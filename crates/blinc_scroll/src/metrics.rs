//! Scroll metrics and axis conventions

use std::fmt;

/// Direction in which scroll offsets increase
#[derive(Clone, Copy, Debug, Default, PartialEq, Eq, Hash)]
pub enum AxisDirection {
    /// Offsets increase upwards
    Up,
    /// Offsets increase to the right
    Right,
    /// Offsets increase downwards
    #[default]
    Down,
    /// Offsets increase to the left
    Left,
}

impl AxisDirection {
    pub fn axis(self) -> Axis {
        match self {
            AxisDirection::Up | AxisDirection::Down => Axis::Vertical,
            AxisDirection::Left | AxisDirection::Right => Axis::Horizontal,
        }
    }

    /// Whether offsets grow against the reading/screen direction
    pub fn is_reversed(self) -> bool {
        matches!(self, AxisDirection::Up | AxisDirection::Left)
    }
}

#[derive(Clone, Copy, Debug, PartialEq, Eq, Hash)]
pub enum Axis {
    Horizontal,
    Vertical,
}

/// Which way the user is scrolling, relative to the axis direction
#[derive(Clone, Copy, Debug, Default, PartialEq, Eq, Hash)]
pub enum ScrollDirection {
    #[default]
    Idle,
    /// Content moves so that later content is revealed
    Forward,
    /// Content moves so that earlier content is revealed
    Reverse,
}

impl fmt::Display for ScrollDirection {
    fn fmt(&self, f: &mut fmt::Formatter<'_>) -> fmt::Result {
        match self {
            ScrollDirection::Idle => write!(f, "idle"),
            ScrollDirection::Forward => write!(f, "forward"),
            ScrollDirection::Reverse => write!(f, "reverse"),
        }
    }
}

/// Immutable snapshot of a scroll position.
///
/// `pixels` may lie outside `[min_scroll_extent, max_scroll_extent]` while
/// overscrolled.
#[derive(Clone, Copy, Debug, PartialEq)]
pub struct ScrollMetrics {
    pub min_scroll_extent: f64,
    pub max_scroll_extent: f64,
    pub pixels: f64,
    pub viewport_dimension: f64,
    pub axis_direction: AxisDirection,
}

impl ScrollMetrics {
    pub fn new(
        min_scroll_extent: f64,
        max_scroll_extent: f64,
        pixels: f64,
        viewport_dimension: f64,
        axis_direction: AxisDirection,
    ) -> Self {
        Self {
            min_scroll_extent,
            max_scroll_extent,
            pixels,
            viewport_dimension,
            axis_direction,
        }
    }

    /// Same metrics at a different offset
    pub fn with_pixels(self, pixels: f64) -> Self {
        Self { pixels, ..self }
    }

    pub fn axis(&self) -> Axis {
        self.axis_direction.axis()
    }

    pub fn out_of_range(&self) -> bool {
        self.pixels < self.min_scroll_extent || self.pixels > self.max_scroll_extent
    }

    pub fn at_edge(&self) -> bool {
        self.pixels == self.min_scroll_extent || self.pixels == self.max_scroll_extent
    }

    /// Content scrolled off before the leading edge of the viewport
    pub fn extent_before(&self) -> f64 {
        (self.pixels - self.min_scroll_extent).max(0.0)
    }

    /// Viewport space covered by content, i.e. the viewport minus overscroll
    pub fn extent_inside(&self) -> f64 {
        let viewport = self.viewport_dimension;
        viewport
            - (self.min_scroll_extent - self.pixels).clamp(0.0, viewport)
            - (self.pixels - self.max_scroll_extent).clamp(0.0, viewport)
    }

    /// Content remaining past the trailing edge of the viewport
    pub fn extent_after(&self) -> f64 {
        (self.max_scroll_extent - self.pixels).max(0.0)
    }
}

impl fmt::Display for ScrollMetrics {
    fn fmt(&self, f: &mut fmt::Formatter<'_>) -> fmt::Result {
        write!(
            f,
            "{:.1}..[{:.1}]..{:.1}",
            self.extent_before(),
            self.extent_inside(),
            self.extent_after()
        )
    }
}

/// Sign of `value`, zero for zero
pub(crate) fn sign(value: f64) -> f64 {
    if value > 0.0 {
        1.0
    } else if value < 0.0 {
        -1.0
    } else {
        0.0
    }
}

#[cfg(test)]
mod tests {
    use super::*;

    fn metrics(pixels: f64) -> ScrollMetrics {
        ScrollMetrics::new(0.0, 1000.0, pixels, 400.0, AxisDirection::Down)
    }

    #[test]
    fn test_extents_in_range() {
        let m = metrics(250.0);
        assert_eq!(m.extent_before(), 250.0);
        assert_eq!(m.extent_inside(), 400.0);
        assert_eq!(m.extent_after(), 750.0);
        assert!(!m.out_of_range());
        assert!(!m.at_edge());
    }

    #[test]
    fn test_extents_when_overscrolled() {
        let m = metrics(-100.0);
        assert!(m.out_of_range());
        assert_eq!(m.extent_before(), 0.0);
        assert_eq!(m.extent_inside(), 300.0);
        assert_eq!(m.extent_after(), 1100.0);

        let m = metrics(1600.0);
        assert_eq!(m.extent_inside(), 0.0);
        assert_eq!(m.extent_after(), 0.0);
    }

    #[test]
    fn test_at_edge() {
        assert!(metrics(0.0).at_edge());
        assert!(metrics(1000.0).at_edge());
    }

    #[test]
    fn test_axis_direction() {
        assert!(AxisDirection::Up.is_reversed());
        assert!(AxisDirection::Left.is_reversed());
        assert!(!AxisDirection::Down.is_reversed());
        assert_eq!(AxisDirection::Left.axis(), Axis::Horizontal);
        assert_eq!(metrics(0.0).axis(), Axis::Vertical);
    }

    #[test]
    fn test_sign_of_zero_is_zero() {
        assert_eq!(sign(0.0), 0.0);
        assert_eq!(sign(-0.0), 0.0);
        assert_eq!(sign(-3.0), -1.0);
    }

    #[test]
    fn test_display() {
        assert_eq!(metrics(250.0).to_string(), "250.0..[400.0]..750.0");
    }
}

□ □ □ □ □ □ □

**Work required:**
Each record above should be returned exactly as written.

**Solution for this task:**
filename crates/blinc_scroll/src/metrics.rs
//! Scroll metrics and axis conventions

use std::fmt;

/// Direction in which scroll offsets increase
#[derive(Clone, Copy, Debug, Default, PartialEq, Eq, Hash)]
pub enum AxisDirection {
    /// Offsets increase upwards
    Up,
    /// Offsets increase to the right
    Right,
    /// Offsets increase downwards
    #[default]
    Down,
    /// Offsets increase to the left
    Left,
}

impl AxisDirection {
    pub fn axis(self) -> Axis {
        match self {
            AxisDirection::Up | AxisDirection::Down => Axis::Vertical,
            AxisDirection::Left | AxisDirection::Right => Axis::Horizontal,
        }
    }

    /// Whether offsets grow against the reading/screen direction
    pub fn is_reversed(self) -> bool {
        matches!(self, AxisDirection::Up | AxisDirection::Left)
    }
}

#[derive(Clone, Copy, Debug, PartialEq, Eq, Hash)]
pub enum Axis {
    Horizontal,
    Vertical,
}

/// Which way the user is scrolling, relative to the axis direction
#[derive(Clone, Copy, Debug, Default, PartialEq, Eq, Hash)]
pub enum ScrollDirection {
    #[default]
    Idle,
    /// Content moves so that later content is revealed
    Forward,
    /// Content moves so that earlier content is revealed
    Reverse,
}

impl fmt::Display for ScrollDirection {
    fn fmt(&self, f: &mut fmt::Formatter<'_>) -> fmt::Result {
        match self {
            ScrollDirection::Idle => write!(f, "idle"),
            ScrollDirection::Forward => write!(f, "forward"),
            ScrollDirection::Reverse => write!(f, "reverse"),
        }
    }
}

/// Immutable snapshot of a scroll position.
///
/// `pixels` may lie outside `[min_scroll_extent, max_scroll_extent]` while
/// overscrolled.
#[derive(Clone, Copy, Debug, PartialEq)]
pub struct ScrollMetrics {
    pub min_scroll_extent: f64,
    pub max_scroll_extent: f64,
    pub pixels: f64,
    pub viewport_dimension: f64,
    pub axis_direction: AxisDirection,
}

impl ScrollMetrics {
    pub fn new(
        min_scroll_extent: f64,
        max_scroll_extent: f64,
        pixels: f64,
        viewport_dimension: f64,
        axis_direction: AxisDirection,
    ) -> Self {
        Self {
            min_scroll_extent,
            max_scroll_extent,
            pixels,
            viewport_dimension,
            axis_direction,
        }
    }

    /// Same metrics at a different offset
    pub fn with_pixels(self, pixels: f64) -> Self {
        Self { pixels, ..self }
    }

    pub fn axis(&self) -> Axis {
        self.axis_direction.axis()
    }

    pub fn out_of_range(&self) -> bool {
        self.pixels < self.min_scroll_extent || self.pixels > self.max_scroll_extent
    }

    pub fn at_edge(&self) -> bool {
        self.pixels == self.min_scroll_extent || self.pixels == self.max_scroll_extent
    }

    /// Content scrolled off before the leading edge of the viewport
    pub fn extent_before(&self) -> f64 {
        (self.pixels - self.min_scroll_extent).max(0.0)
    }

    /// Viewport space covered by content, i.e. the viewport minus overscroll
    pub fn extent_inside(&self) -> f64 {
        let viewport = self.viewport_dimension;
        viewport
            - (self.min_scroll_extent - self.pixels).clamp(0.0, viewport)
            - (self.pixels - self.max_scroll_extent).clamp(0.0, viewport)
    }

    /// Content remaining past the trailing edge of the viewport
    pub fn extent_after(&self) -> f64 {
        (self.max_scroll_extent - self.pixels).max(0.0)
    }
}

impl fmt::Display for ScrollMetrics {
    fn fmt(&self, f: &mut fmt::Formatter<'_>) -> fmt::Result {
        write!(
            f,
            "{:.1}..[{:.1}]..{:.1}",
            self.extent_before(),
            self.extent_inside(),
            self.extent_after()
        )
    }
}

/// Sign of `value`, zero for zero
pub(crate) fn sign(value: f64) -> f64 {
    if value > 0.0 {
        1.0
    } else if value < 0.0 {
        -1.0
    } else {
        0.0
    }
}

#[cfg(test)]
mod tests {
    use super::*;

    fn metrics(pixels: f64) -> ScrollMetrics {
        ScrollMetrics::new(0.0, 1000.0, pixels, 400.0, AxisDirection::Down)
    }

    #[test]
    fn test_extents_in_range() {
        let m = metrics(250.0);
        assert_eq!(m.extent_before(), 250.0);
        assert_eq!(m.extent_inside(), 400.0);
        assert_eq!(m.extent_after(), 750.0);
        assert!(!m.out_of_range());
        assert!(!m.at_edge());
    }

    #[test]
    fn test_extents_when_overscrolled() {
        let m = metrics(-100.0);
        assert!(m.out_of_range());
        assert_eq!(m.extent_before(), 0.0);
        assert_eq!(m.extent_inside(), 300.0);
        assert_eq!(m.extent_after(), 1100.0);

        let m = metrics(1600.0);
        assert_eq!(m.extent_inside(), 0.0);
        assert_eq!(m.extent_after(), 0.0);
    }

    #[test]
    fn test_at_edge() {
        assert!(metrics(0.0).at_edge());
        assert!(metrics(1000.0).at_edge());
    }

    #[test]
    fn test_axis_direction() {
        assert!(AxisDirection::Up.is_reversed());
        assert!(AxisDirection::Left.is_reversed());
        assert!(!AxisDirection::Down.is_reversed());
        assert_eq!(AxisDirection::Left.axis(), Axis::Horizontal);
        assert_eq!(metrics(0.0).axis(), Axis::Vertical);
    }

    #[test]
    fn test_sign_of_zero_is_zero() {
        assert_eq!(sign(0.0), 0.0);
        assert_eq!(sign(-0.0), 0.0);
        assert_eq!(sign(-3.0), -1.0);
    }

    #[test]
    fn test_display() {
        assert_eq!(metrics(250.0).to_string(), "250.0..[400.0]..750.0");
    }
}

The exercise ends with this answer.